WILLIAMSPORT — A copyright lawsuit filed by a professional photographer from the United Kingdom against Catawese Coach Lines Inc. in the U.S. Middle District Court of Pennsylvania has been settled for $4,500.

The settlement by both parties was reached April 2.

In the suit, Richard Southall accused Catawese Coach Lines Inc. in Zerbe Township of unauthorized republication and public display of a photograph of Genting Hotel Casino in Birmingham, United Kingdom.

The suit argued that Catawese published the photograph on its Facebook page to promote a trip it was advertising. The plaintiff alleged that the acts by Catawese were “willful, intentional and purposeful” in disregard of and indifference to his rights.

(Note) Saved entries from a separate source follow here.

//! Telegram notifier — Bot API over reqwest, HTML parse mode.
//!
//! Shape selection: no images → `sendMessage`; one image → `sendPhoto`
//! with caption; several → `sendMediaGroup` with the caption on the
//! first item, capped at five photos. Any image-path failure falls back
//! once to a text-only `sendMessage` before reporting failure.

use async_trait::async_trait;
use reqwest::multipart::{Form, Part};
use secrecy::{ExposeSecret, SecretString};
use tracing::{error, info, warn};

use crate::error::NotifyError;
use crate::mail::{EmailContent, ImageAttachment};
use crate::notify::{DeliveryOutcome, Notifier};

/// Telegram media groups accept up to 10 photos; we stay well under.
pub const MAX_ALBUM_PHOTOS: usize = 5;

/// Space reserved for the header lines when truncating the body.
const HEADER_RESERVE: usize = 500;

const TRUNCATION_MARKER: &str = "\n\n... (message truncated)";

const DEFAULT_BASE_URL: &str = "https://api.telegram.org";

/// Telegram Bot API notifier.
pub struct TelegramNotifier {
    bot_token: SecretString,
    chat_id: String,
    max_message_length: usize,
    base_url: String,
    client: reqwest::Client,
}

impl TelegramNotifier {
    pub fn new(bot_token: SecretString, chat_id: String, max_message_length: usize) -> Self {
        Self {
            bot_token,
            chat_id,
            max_message_length,
            base_url: DEFAULT_BASE_URL.to_string(),
            client: reqwest::Client::new(),
        }
    }

    /// Point at a different API host (a local bot-api server, or a test
    /// stub).
    pub fn with_base_url(mut self, base_url: impl Into<String>) -> Self {
        self.base_url = base_url.into();
        self
    }

    fn api_url(&self, method: &str) -> String {
        format!(
            "{}/bot{}/{method}",
            self.base_url,
            self.bot_token.expose_secret()
        )
    }

    /// Send a text-only notification.
    async fn send_text(&self, text: &str) -> Result<(), NotifyError> {
        let body = serde_json::json!({
            "chat_id": self.chat_id,
            "text": text,
            "parse_mode": "HTML",
        });

        let resp = self
            .client
            .post(self.api_url("sendMessage"))
            .json(&body)
            .send()
            .await
            .map_err(|e| NotifyError::Http(e.to_string()))?;

        check_response("sendMessage", resp).await
    }

    /// Send a single photo with the formatted text as its caption.
    async fn send_photo(&self, image: &ImageAttachment, caption: &str) -> Result<(), NotifyError> {
        let part = Part::bytes(image.data.clone()).file_name(image.filename.clone());
        let form = Form::new()
            .text("chat_id", self.chat_id.clone())
            .text("caption", caption.to_string())
            .text("parse_mode", "HTML")
            .part("photo", part);

        let resp = self
            .client
            .post(self.api_url("sendPhoto"))
            .multipart(form)
            .send()
            .await
            .map_err(|e| NotifyError::Http(e.to_string()))?;

        check_response("sendPhoto", resp).await
    }

    /// Send a grouped album; only the first item carries the caption.
    async fn send_album(
        &self,
        images: &[ImageAttachment],
        caption: &str,
    ) -> Result<(), NotifyError> {
        let mut form = Form::new().text("chat_id", self.chat_id.clone());
        let mut media = Vec::with_capacity(images.len());

        for (i, image) in images.iter().enumerate() {
            let field = format!("file{i}");
            form = form.part(
                field.clone(),
                Part::bytes(image.data.clone()).file_name(image.filename.clone()),
            );

            let mut item = serde_json::json!({
                "type": "photo",
                "media": format!("attach://{field}"),
            });
            if i == 0 {
                item["caption"] = serde_json::Value::String(caption.to_string());
                item["parse_mode"] = serde_json::Value::String("HTML".into());
            }
            media.push(item);
        }
        form = form.text("media", serde_json::Value::Array(media).to_string());

        let resp = self
            .client
            .post(self.api_url("sendMediaGroup"))
            .multipart(form)
            .send()
            .await
            .map_err(|e| NotifyError::Http(e.to_string()))?;

        check_response("sendMediaGroup", resp).await
    }
}

#[async_trait]
impl Notifier for TelegramNotifier {
    async fn deliver(&self, content: &EmailContent) -> DeliveryOutcome {
        let message = format_message(
            &content.subject,
            &content.sender,
            &content.body,
            self.max_message_length,
        );

        if content.images.is_empty() {
            return match self.send_text(&message).await {
                Ok(()) => {
                    info!("Text notification sent");
                    DeliveryOutcome::ok()
                }
                Err(e) => {
                    error!("Failed to send text notification: {e}");
                    DeliveryOutcome::failed(e.to_string())
                }
            };
        }

        let album = &content.images[..content.images.len().min(MAX_ALBUM_PHOTOS)];
        if content.images.len() > album.len() {
            warn!(
                "Only sending {} of {} images due to album limits",
                album.len(),
                content.images.len()
            );
        }

        let image_result = if album.len() == 1 {
            self.send_photo(&album[0], &message).await
        } else {
            self.send_album(album, &message).await
        };

        match image_result {
            Ok(()) => {
                info!("Notification with {} image(s) sent", album.len());
                DeliveryOutcome::ok()
            }
            Err(image_err) => {
                warn!("Image delivery failed, falling back to text-only: {image_err}");
                match self.send_text(&message).await {
                    Ok(()) => {
                        info!("Fallback text notification sent");
                        DeliveryOutcome::ok()
                    }
                    Err(fallback_err) => DeliveryOutcome::failed(format!(
                        "{image_err}. Fallback also failed: {fallback_err}"
                    )),
                }
            }
        }
    }

    async fn test_connection(&self) -> bool {
        match self.client.get(self.api_url("getMe")).send().await {
            Ok(resp) if resp.status().is_success() => true,
            Ok(resp) => {
                error!("Telegram connection test failed: getMe returned {}", resp.status());
                false
            }
            Err(e) => {
                error!("Telegram connection test failed: {e}");
                false
            }
        }
    }
}

// ── Formatting ──────────────────────────────────────────────────────

/// Escape characters significant to Telegram's HTML parse mode.
pub fn escape_html(text: &str) -> String {
    text.replace('&', "&amp;")
        .replace('<', "&lt;")
        .replace('>', "&gt;")
        .replace('"', "&quot;")
}

/// Render the notification text: header lines plus the body, truncated
/// to fit and escaped afterwards so escaping never re-expands past the
/// limit.
pub fn format_message(subject: &str, sender: &str, body: &str, max_length: usize) -> String {
    let max_body = max_length.saturating_sub(HEADER_RESERVE);
    let truncated = truncate_body(body, max_body);
    let body_text = if truncated.is_empty() {
        "No content".to_string()
    } else {
        escape_html(&truncated)
    };

    format!(
        "\u{1F4E7} <b>New Email Received</b>\n\n\
         <b>From:</b> {}\n\
         <b>Subject:</b> {}\n\
         <b>Content:</b>\n{body_text}",
        escape_html(sender),
        escape_html(subject),
    )
}

/// Cut the body to `max_chars` including the truncation marker.
fn truncate_body(body: &str, max_chars: usize) -> String {
    if body.chars().count() <= max_chars {
        return body.to_string();
    }
    let keep = max_chars.saturating_sub(TRUNCATION_MARKER.chars().count());
    let cut: String = body.chars().take(keep).collect();
    format!("{cut}{TRUNCATION_MARKER}")
}

async fn check_response(method: &str, resp: reqwest::Response) -> Result<(), NotifyError> {
    if resp.status().is_success() {
        return Ok(());
    }
    let detail = resp.text().await.unwrap_or_default();
    Err(NotifyError::Api {
        method: method.to_string(),
        detail,
    })
}

// ── Tests ───────────────────────────────────────────────────────────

In response, Catawese, through its attorney Franklin E. Kepner, of Berwick, stated that no one affiliated with the bus company knew the photograph was copyrighted, adding that it was posted on the Facebook page without the knowledge of former Shamokin mayor William Milbrand, the owner of Catawese Coach Lines.

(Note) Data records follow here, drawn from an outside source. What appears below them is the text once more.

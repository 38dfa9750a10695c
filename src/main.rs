use std::sync::Arc;

use mailgram::config::Config;
use mailgram::mail::Pop3Mailbox;
use mailgram::notify::{Notifier, TelegramNotifier};
use mailgram::poller::spawn_mail_poller;
use mailgram::store::{Ledger, LibSqlLedger};
use tracing_subscriber::fmt::writer::MakeWriterExt;

#[tokio::main]
async fn main() -> anyhow::Result<()> {
    // Install rustls crypto provider before any TLS usage
    rustls::crypto::ring::default_provider()
        .install_default()
        .expect("Failed to install rustls crypto provider");

    // Log to stdout and a daily-rotated file
    let file_appender = tracing_appender::rolling::daily("logs", "mailgram.log");
    let (file_writer, _guard) = tracing_appender::non_blocking(file_appender);
    tracing_subscriber::fmt()
        .with_env_filter(
            tracing_subscriber::EnvFilter::try_from_default_env()
                .unwrap_or_else(|_| tracing_subscriber::EnvFilter::new("info")),
        )
        .with_target(false)
        .with_ansi(false)
        .with_writer(std::io::stdout.and(file_writer))
        .init();

    let config = match Config::from_env() {
        Ok(config) => config,
        Err(e) => {
            eprintln!("Error: {e}");
            std::process::exit(1);
        }
    };
    tracing::info!("Configuration validated");

    let ledger: Arc<dyn Ledger> = match LibSqlLedger::new_local(&config.database_path).await {
        Ok(ledger) => Arc::new(ledger),
        Err(e) => {
            eprintln!(
                "Error: Failed to open ledger at {}: {e}",
                config.database_path.display()
            );
            std::process::exit(1);
        }
    };
    tracing::info!(path = %config.database_path.display(), "Ledger opened");

    let notifier = Arc::new(TelegramNotifier::new(
        config.telegram_bot_token,
        config.telegram_chat_id.clone(),
        config.max_message_length,
    ));
    if !notifier.test_connection().await {
        eprintln!("Error: Telegram bot connection test failed");
        std::process::exit(1);
    }
    tracing::info!("Telegram bot connection verified");

    let mailbox = Box::new(Pop3Mailbox::new(
        config.pop3_server.clone(),
        config.pop3_port,
        config.pop3_user.clone(),
        config.pop3_password,
    ));

    let poller = spawn_mail_poller(
        mailbox,
        ledger,
        notifier as Arc<dyn Notifier>,
        config.check_interval,
    );
    tracing::info!(
        server = %config.pop3_server,
        interval_secs = config.check_interval.as_secs(),
        "mailgram started"
    );

    shutdown_signal().await;
    tracing::info!("Shutdown signal received, waiting for any in-flight cycle");
    poller.stop().await;
    tracing::info!("mailgram stopped");

    Ok(())
}

/// Wait for SIGINT or SIGTERM.
async fn shutdown_signal() {
    let ctrl_c = tokio::signal::ctrl_c();

    #[cfg(unix)]
    {
        let mut sigterm =
            tokio::signal::unix::signal(tokio::signal::unix::SignalKind::terminate())
                .expect("Failed to install SIGTERM handler");
        tokio::select! {
            _ = ctrl_c => {}
            _ = sigterm.recv() => {}
        }
    }

    #[cfg(not(unix))]
    {
        let _ = ctrl_c.await;
    }
}
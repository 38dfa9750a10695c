//! mailgram — POP3 mailbox to Telegram forwarder.

pub mod config;
pub mod error;
pub mod mail;
pub mod notify;
pub mod poller;
pub mod store;
use clap::{App, Arg, ArgMatches, SubCommand};
use icogen::{
    base_file_name, bundle_file_name, generate_with_config, per_size_file_name,
    CropRegion, IconConfig, IconDir, IconSizeSet, ResampleFilter,
};
use log::info;
use std::error::Error;
use std::fs;
use std::path::PathBuf;
use std::process;

type CliResult = Result<(), Box<dyn Error>>;

//===========================================================================//

fn main() {
    env_logger::init();
    let matches = App::new("icotool")
        .version("0.1")
        .about("Generates and inspects ICO files")
        .subcommand(
            SubCommand::with_name("generate")
                .about("Generates ICO files from an image")
                .arg(
                    Arg::with_name("sizes")
                        .takes_value(true)
                        .value_name("SIZES")
                        .short("s")
                        .long("sizes")
                        .help("Sets icon sizes, e.g. 16,32,48"),
                )
                .arg(
                    Arg::with_name("crop")
                        .takes_value(true)
                        .value_name("X,Y,SIDE")
                        .long("crop")
                        .help("Sets the square crop (default: centered)"),
                )
                .arg(
                    Arg::with_name("filter")
                        .takes_value(true)
                        .value_name("NAME")
                        .long("filter")
                        .possible_values(&[
                            "nearest",
                            "bilinear",
                            "catmullrom",
                            "lanczos3",
                        ])
                        .help("Sets the resampling filter"),
                )
                .arg(
                    Arg::with_name("output")
                        .takes_value(true)
                        .value_name("DIR")
                        .short("o")
                        .long("output")
                        .help("Sets output directory"),
                )
                .arg(Arg::with_name("image").required(true)),
        )
        .subcommand(
            SubCommand::with_name("extract")
                .about("Extracts a PNG payload from an ICO file")
                .arg(
                    Arg::with_name("output")
                        .takes_value(true)
                        .value_name("PATH")
                        .short("o")
                        .long("output")
                        .help("Sets output path"),
                )
                .arg(Arg::with_name("ico").required(true))
                .arg(Arg::with_name("index").required(true)),
        )
        .subcommand(
            SubCommand::with_name("list")
                .about("Lists icons in an ICO file")
                .arg(Arg::with_name("ico").required(true)),
        )
        .get_matches();
    let result = if let Some(submatches) = matches.subcommand_matches("generate")
    {
        run_generate(submatches)
    } else if let Some(submatches) = matches.subcommand_matches("extract") {
        run_extract(submatches)
    } else if let Some(submatches) = matches.subcommand_matches("list") {
        run_list(submatches)
    } else {
        eprintln!("{}", matches.usage());
        Ok(())
    };
    if let Err(error) = result {
        eprintln!("icotool: {}", error);
        process::exit(1);
    }
}

//===========================================================================//

fn run_generate(matches: &ArgMatches) -> CliResult {
    let path = matches.value_of("image").unwrap_or_default();
    let bytes = fs::read(path)?;
    let mut config = IconConfig::default();
    if let Some(name) = matches.value_of("filter") {
        config = config.with_filter(name.parse::<ResampleFilter>()?);
    }
    let source = icogen::decode_with_config(&bytes, &config)?;
    println!(
        "Loaded {} ({}x{}, {})",
        path,
        source.width(),
        source.height(),
        format_bytes(bytes.len())
    );
    let crop = match matches.value_of("crop") {
        Some(text) => parse_crop(text)?,
        None => CropRegion::centered(source.width(), source.height()),
    };
    let sizes = match matches.value_of("sizes") {
        Some(text) => text.parse::<IconSizeSet>()?,
        None => IconSizeSet::default_selection(),
    };
    let icons = generate_with_config(&source, crop, &sizes, &config)?;

    let out_dir = PathBuf::from(matches.value_of("output").unwrap_or("."));
    fs::create_dir_all(&out_dir)?;
    let base_name = base_file_name(path);
    for icon in icons.per_size() {
        let out_path = out_dir.join(per_size_file_name(&base_name, icon.size()));
        icon.container().write_to(fs::File::create(&out_path)?)?;
        println!(
            "{:>5}x{:<5} {:>10}  {}",
            icon.size(),
            icon.size(),
            format_bytes(icon.container().len()),
            out_path.display()
        );
    }
    let out_path = out_dir.join(bundle_file_name(&base_name));
    icons.bundle().write_to(fs::File::create(&out_path)?)?;
    println!(
        "{:>11} {:>10}  {}",
        "bundle",
        format_bytes(icons.bundle().len()),
        out_path.display()
    );
    Ok(())
}

fn run_extract(matches: &ArgMatches) -> CliResult {
    let path = matches.value_of("ico").unwrap_or_default();
    let icon_dir = IconDir::read(fs::File::open(path)?)?;
    let index = matches.value_of("index").unwrap_or_default();
    let index = index.parse::<usize>()?;
    let entry = match icon_dir.entries().get(index) {
        Some(entry) => entry,
        None => {
            return Err(format!(
                "index {} out of range ({} entries)",
                index,
                icon_dir.entries().len()
            )
            .into())
        }
    };
    if !entry.is_png() {
        return Err(format!("entry {} is not a PNG payload", index).into());
    }
    let out_path = match matches.value_of("output") {
        Some(out) => PathBuf::from(out),
        None => PathBuf::from(format!("{}.{}.png", path, index)),
    };
    fs::write(&out_path, entry.data())?;
    info!("Wrote {} bytes to {}", entry.data().len(), out_path.display());
    Ok(())
}

fn run_list(matches: &ArgMatches) -> CliResult {
    let path = matches.value_of("ico").unwrap_or_default();
    let icon_dir = IconDir::read(fs::File::open(path)?)?;
    for (index, entry) in icon_dir.entries().iter().enumerate() {
        let kind = if entry.is_png() { "PNG" } else { "BMP" };
        println!(
            "{:5}: {}x{} {}, {} bpp, {}",
            index,
            entry.width(),
            entry.height(),
            kind,
            entry.bits_per_pixel(),
            format_bytes(entry.data().len())
        );
    }
    Ok(())
}

//===========================================================================//

fn parse_crop(text: &str) -> Result<CropRegion, Box<dyn Error>> {
    let parts = text
        .split(',')
        .map(|part| part.trim().parse::<u32>())
        .collect::<Result<Vec<u32>, _>>()?;
    match parts.as_slice() {
        &[x, y, side] => Ok(CropRegion::new(x, y, side)),
        _ => Err(format!("crop must be X,Y,SIDE (was {:?})", text).into()),
    }
}

const BYTE_UNITS: &[&str] = &["KB", "MB", "GB"];

fn format_bytes(len: usize) -> String {
    if len < 1024 {
        return format!("{} B", len);
    }
    let mut value = len as f64 / 1024.0;
    let mut unit = 0;
    while value >= 1024.0 && unit + 1 < BYTE_UNITS.len() {
        value /= 1024.0;
        unit += 1;
    }
    let precision = if value >= 10.0 { 1 } else { 2 };
    format!("{:.*} {}", precision, value, BYTE_UNITS[unit])
}

//===========================================================================//


//===========================================================================//
//===========================================================================//

#[cfg(test)]
mod tests {
    use super::{BlobStore, IconSession, MemoryBlobStore};
    use crate::config::IconConfig;
    use crate::crop::CropRegion;
    use crate::error::Error;
    use crate::raster::RasterImage;
    use crate::sizes::IconSizeSet;
    use std::sync::Arc;

    fn session_with_source() -> (Arc<MemoryBlobStore>, IconSession) {
        let store = Arc::new(MemoryBlobStore::new());
        let mut session = IconSession::new(
            store.clone() as Arc<dyn BlobStore>,
            IconConfig::default(),
        );
        let png = RasterImage::filled(300, 200, [0, 128, 255, 255])
            .to_png()
            .unwrap();
        session.load_source("logo.png", Some("image/png"), &png).unwrap();
        (store, session)
    }

    #[test]
    fn load_source_sets_centered_crop() {
        let (_store, session) = session_with_source();
        assert_eq!(session.crop(), Some(CropRegion::new(50, 0, 200)));
        assert_eq!(session.base_name(), "logo");
    }

    #[test]
    fn load_source_rejects_non_image_mime() {
        let store = Arc::new(MemoryBlobStore::new());
        let mut session = IconSession::new(store, IconConfig::default());
        let result = session.load_source("notes.txt", Some("text/plain"), b"hi");
        assert!(matches!(result, Err(Error::Decode(_))));
        assert!(session.source().is_none());
    }

    #[test]
    fn non_image_mime_keeps_published_files() {
        let (store, mut session) = session_with_source();
        session.generate().unwrap();
        assert_eq!(store.live_count(), 7);
        let token = session.current_token();
        let result = session.load_source("notes.txt", Some("text/plain"), b"hi");
        assert!(matches!(result, Err(Error::Decode(_))));
        assert_eq!(session.current_token(), token);
        assert!(session.published().is_some());
        assert_eq!(store.live_count(), 7);
        assert_eq!(session.base_name(), "logo");
    }

    #[test]
    fn generation_requires_source_and_sizes() {
        let store = Arc::new(MemoryBlobStore::new());
        let mut session = IconSession::new(store, IconConfig::default());
        assert!(matches!(
            session.begin_generation(),
            Err(Error::MissingSource)
        ));
        let (_store, mut session) = session_with_source();
        session.set_sizes(IconSizeSet::new());
        assert!(matches!(
            session.begin_generation(),
            Err(Error::EmptySelection)
        ));
    }

    #[test]
    fn crop_edits_are_clamped() {
        let (_store, mut session) = session_with_source();
        assert_eq!(
            session.set_crop_offset(1000, 1000).unwrap(),
            CropRegion::new(100, 0, 200)
        );
        assert_eq!(
            session.set_crop_side(100).unwrap(),
            CropRegion::new(100, 0, 100)
        );
        assert_eq!(
            session.center_crop().unwrap(),
            CropRegion::new(100, 50, 100)
        );
    }

    #[test]
    fn generate_publishes_named_files() {
        let (store, mut session) = session_with_source();
        session.set_sizes(IconSizeSet::from_sizes(vec![32, 16]).unwrap());
        let published = session.generate().unwrap();
        let names: Vec<&str> = published
            .per_size()
            .iter()
            .map(|(_, handle)| handle.file_name())
            .collect();
        assert_eq!(names, vec!["logo-16x16.ico", "logo-32x32.ico"]);
        assert_eq!(published.bundle().file_name(), "logo.ico");
        let bundle_key = published.bundle().key().clone();
        assert_eq!(store.live_count(), 3);
        assert!(store.get(&bundle_key).is_some());
    }

    #[test]
    fn editing_inputs_releases_published_files() {
        let (store, mut session) = session_with_source();
        session.generate().unwrap();
        assert_eq!(store.live_count(), 7);
        session.toggle_size(16).unwrap();
        assert!(session.published().is_none());
        assert_eq!(store.live_count(), 0);
    }

    #[test]
    fn stale_results_are_discarded() {
        let (store, mut session) = session_with_source();
        let first = session.begin_generation().unwrap();
        let second = session.begin_generation().unwrap();
        assert!(second.token() > first.token());
        let first_result = first.run(session.config());
        assert!(session.complete(&first, first_result).unwrap().is_none());
        assert_eq!(store.live_count(), 0);
        let second_result = second.run(session.config());
        assert!(session.complete(&second, second_result).unwrap().is_some());
        assert_eq!(store.live_count(), 7);
    }

    #[test]
    fn dropping_the_session_releases_everything() {
        let (store, mut session) = session_with_source();
        session.generate().unwrap();
        assert!(store.live_count() > 0);
        drop(session);
        assert_eq!(store.live_count(), 0);
    }
}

Catawese explained that the photograph was “innocently” posted by a secretary who wanted to publicize that the company was going to run groups to Hollywood Casino in Grantville.

Catawese had listed the following defenses in support of its request to dismiss the case.

• The posting of photograph and any alleged infringement was “completely innocent.”

• The photographs were removed by Milbrand once it was brought to his attention that the photographs were used.

• The plaintiff improperly represented that the photographs in question were of Hollywood Casino instead of Genting Hotel Casino.

• The plaintiff is not entitled to attorney fees and costs.

Milbrand said Tuesday that through the efforts his lawyer, the lawsuit was settled for $4,500.

“I just want to caution any business people about using the internet to get pictures. There are lawyers out there who have software, where they search for pictures and, bam, there’s a lawsuit,” Milbrand said.

Milbrand felt the federal government should require watermarks on copyrighted photos to alert people not to use the photo.

He added, “It was an innocent mistake that a staff member did — and we had to pay for it.”